Non-volatile memory manufacturing method using low temperature and high pressure heat treatment {METHOD OF MANUFACTURING HIGH DENSITY NONVOLATILE MEMORY BY USING LOW TEMPERATURE HIGH PRESSURE ANNEALING}

The present invention relates to a nonvolatile memory, and more particularly, to a method of manufacturing a nonvolatile memory through a two-step heat treatment using a low temperature high pressure heat treatment.

Non-volatile memory is a device that can preserve stored information even when power supply is interrupted. In particular, flash memory is a representative device of nonvolatile memory, and has high integration and excellent data retention.

The operation aspect of the flash memory includes a program operation and an erase operation. The program operation is an operation of trapping charge at an interface of a floating gate or a nitride film. On the other hand, the erase operation is an operation for transferring the trapped charge to the lower substrate. The threshold voltage of the cell transistor is changed by the program operation and the erase operation. The storage operation of the information occurs by changing the threshold voltage.

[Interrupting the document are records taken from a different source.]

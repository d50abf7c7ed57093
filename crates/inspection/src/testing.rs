//! Fake collaborators shared by the unit tests.

use std::{
    collections::VecDeque,
    io,
    sync::{
        Arc, Mutex,
        atomic::{AtomicUsize, Ordering},
    },
    thread,
    time::Duration,
};

use conveyor_io::{
    ActuatorError, ControllerEvent, ConveyorCommand, ConveyorLink, Direction, RejectActuator,
};
use detector::{BBox, Detect, DetectError, Detection, DetectionBatch};
use video_ingest::{CaptureError, Frame, FrameFormat, FrameSource};

pub(crate) fn solid_frame(width: i32, height: i32, timestamp_ms: i64) -> Frame {
    Frame::with_timestamp(
        vec![90; (width * height * 3) as usize],
        width,
        height,
        FrameFormat::Bgr8,
        timestamp_ms,
    )
    .unwrap()
}

pub(crate) fn detection(label: &str) -> Detection {
    Detection {
        label: label.to_string(),
        bbox: BBox::new(10.0, 10.0, 60.0, 40.0),
        confidence: 0.9,
    }
}

pub(crate) fn detections(labels: &[&str]) -> Vec<Detection> {
    labels.iter().map(|label| detection(label)).collect()
}

/// Conveyor link that records commands and replays scripted events.
#[derive(Clone, Default)]
pub(crate) struct RecordingLink {
    pub commands: Arc<Mutex<Vec<ConveyorCommand>>>,
    pub events: Arc<Mutex<VecDeque<ControllerEvent>>>,
    pub fail_sends: bool,
}

impl RecordingLink {
    pub fn failing() -> Self {
        Self {
            fail_sends: true,
            ..Self::default()
        }
    }

    pub fn with_events(events: impl IntoIterator<Item = ControllerEvent>) -> Self {
        let link = Self::default();
        link.events.lock().unwrap().extend(events);
        link
    }

    pub fn sent(&self) -> Vec<ConveyorCommand> {
        self.commands.lock().unwrap().clone()
    }
}

impl ConveyorLink for RecordingLink {
    fn send(&mut self, command: ConveyorCommand) -> Result<(), ActuatorError> {
        if self.fail_sends {
            return Err(ActuatorError::Io {
                channel: "conveyor",
                source: io::Error::from(io::ErrorKind::BrokenPipe),
            });
        }
        self.commands.lock().unwrap().push(command);
        Ok(())
    }

    fn poll_event(&mut self) -> Result<Option<ControllerEvent>, ActuatorError> {
        let event = self.events.lock().unwrap().pop_front();
        if event.is_none() {
            // Stand-in for the serial read timeout.
            thread::sleep(Duration::from_millis(1));
        }
        Ok(event)
    }
}

#[derive(Clone, Default)]
pub(crate) struct RecordingActuator {
    pub pulses: Arc<Mutex<Vec<Direction>>>,
    pub releases: Arc<AtomicUsize>,
    pub fail_pulses: bool,
}

impl RecordingActuator {
    pub fn failing() -> Self {
        Self {
            fail_pulses: true,
            ..Self::default()
        }
    }

    pub fn pulsed(&self) -> Vec<Direction> {
        self.pulses.lock().unwrap().clone()
    }

    pub fn release_count(&self) -> usize {
        self.releases.load(Ordering::SeqCst)
    }
}

impl RejectActuator for RecordingActuator {
    fn pulse(&mut self, direction: Direction) -> Result<(), ActuatorError> {
        if self.fail_pulses {
            return Err(ActuatorError::Io {
                channel: "servo",
                source: io::Error::from(io::ErrorKind::PermissionDenied),
            });
        }
        self.pulses.lock().unwrap().push(direction);
        Ok(())
    }

    fn release(&mut self) -> Result<(), ActuatorError> {
        self.releases.fetch_add(1, Ordering::SeqCst);
        Ok(())
    }
}

/// Frame source that yields a fixed frame, or fails on scripted attempts.
pub(crate) struct FakeSource {
    pub width: i32,
    pub height: i32,
    pub captures: Arc<AtomicUsize>,
    /// Attempt numbers (0-based) that report the device as unavailable.
    pub fail_on: Vec<usize>,
}

impl FakeSource {
    pub fn new(width: i32, height: i32) -> Self {
        Self {
            width,
            height,
            captures: Arc::new(AtomicUsize::new(0)),
            fail_on: Vec::new(),
        }
    }
}

impl FrameSource for FakeSource {
    fn capture(&mut self) -> Result<Frame, CaptureError> {
        let attempt = self.captures.fetch_add(1, Ordering::SeqCst);
        if self.fail_on.contains(&attempt) {
            return Err(CaptureError::Empty {
                uri: "fake".into(),
            });
        }
        Ok(solid_frame(self.width, self.height, attempt as i64))
    }

    fn describe(&self) -> String {
        "fake camera".into()
    }
}

/// Detector answering from a script; repeats the last answer when exhausted.
pub(crate) struct ScriptedDetector {
    answers: Mutex<VecDeque<Result<Vec<Detection>, DetectError>>>,
    last: Mutex<Vec<Detection>>,
    pub calls: AtomicUsize,
    input_size: (u32, u32),
}

impl ScriptedDetector {
    pub fn new(answers: Vec<Result<Vec<Detection>, DetectError>>) -> Self {
        Self {
            answers: Mutex::new(answers.into()),
            last: Mutex::new(Vec::new()),
            calls: AtomicUsize::new(0),
            input_size: (700, 700),
        }
    }

    pub fn always(labels: &[&str]) -> Self {
        let detector = Self::new(Vec::new());
        *detector.last.lock().unwrap() = detections(labels);
        detector
    }

    pub fn call_count(&self) -> usize {
        self.calls.load(Ordering::SeqCst)
    }
}

impl Detect for ScriptedDetector {
    fn detect(&self, _frame: &Frame) -> Result<DetectionBatch, DetectError> {
        self.calls.fetch_add(1, Ordering::SeqCst);
        let next = self.answers.lock().unwrap().pop_front();
        let detections = match next {
            Some(Ok(detections)) => {
                *self.last.lock().unwrap() = detections.clone();
                detections
            }
            Some(Err(err)) => return Err(err),
            None => self.last.lock().unwrap().clone(),
        };
        Ok(DetectionBatch {
            detections,
            input_size: self.input_size,
        })
    }

    fn input_size(&self) -> (u32, u32) {
        self.input_size
    }
}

In order to achieve the operation of the above-described flash memory, the gate structure uses a floating gate of a conductor or a nitride film capable of trapping charges at an interface. Structures using nitrides are referred to as ONO (Oxide / Nitride / Oxide).

ONO (Oxide / Nitride / Oxide) type flash memory devices offer next-generation NAND flash with relatively easy scaling down, improved endurance characteristics, and even threshold voltage distribution compared to floating gate type flash memory devices. Active research is underway with memory.

However, the scaling of the tunneling and blocking dielectric films for high integration causes deterioration in recording retention and endurance. In order to solve this problem, it is proposed to replace the blocking dielectric layer with a high-k oxide instead of the conventional silicon insulating layer.

However, also in this case, defects occur at the interface or inside when the high dielectric constant insulating film for the blocking dielectric film is formed. In particular, in the case of interface defects, it is a factor that causes excessive program operation by trapping charge from the control gate (referred to as back tunneling). This causes a phenomenon in which charge remains at the interface of the blocking dielectric film even when an erase voltage is applied during the erase operation. This is called erasure saturation, which leads to degradation of memory characteristics.

The prior art has a high temperature thermal anneal (RTA) heat treatment of 800 ° C. or higher after deposition to optimize the blocking dielectric film, but there are still limitations in improving and improving the characteristics of the blocking dielectric film.

Disclosure of Invention An object of the present invention is to provide a method of manufacturing a nonvolatile memory in which the characteristics of the high dielectric constant insulating film can be secured by using a low temperature and high pressure heat treatment in a flash memory process using the high dielectric constant insulating film. It is.

A method of manufacturing a nonvolatile memory for achieving the above object of the present invention includes the steps of forming a tunneling dielectric film with a thermal oxide film on a semiconductor substrate, forming a nitride film on the tunneling dielectric film, a dielectric having a high dielectric constant on the nitride film Forming a gate blocking dielectric layer to form a gate structure, performing a high temperature heat treatment on the gate structure, and performing a low temperature and high pressure heat treatment after the high temperature heat treatment.

According to the present invention, the nonvolatile memory device manufactured by the present invention reduces the electric hysteresis phenomenon by eliminating the traps in the blocking dielectric film.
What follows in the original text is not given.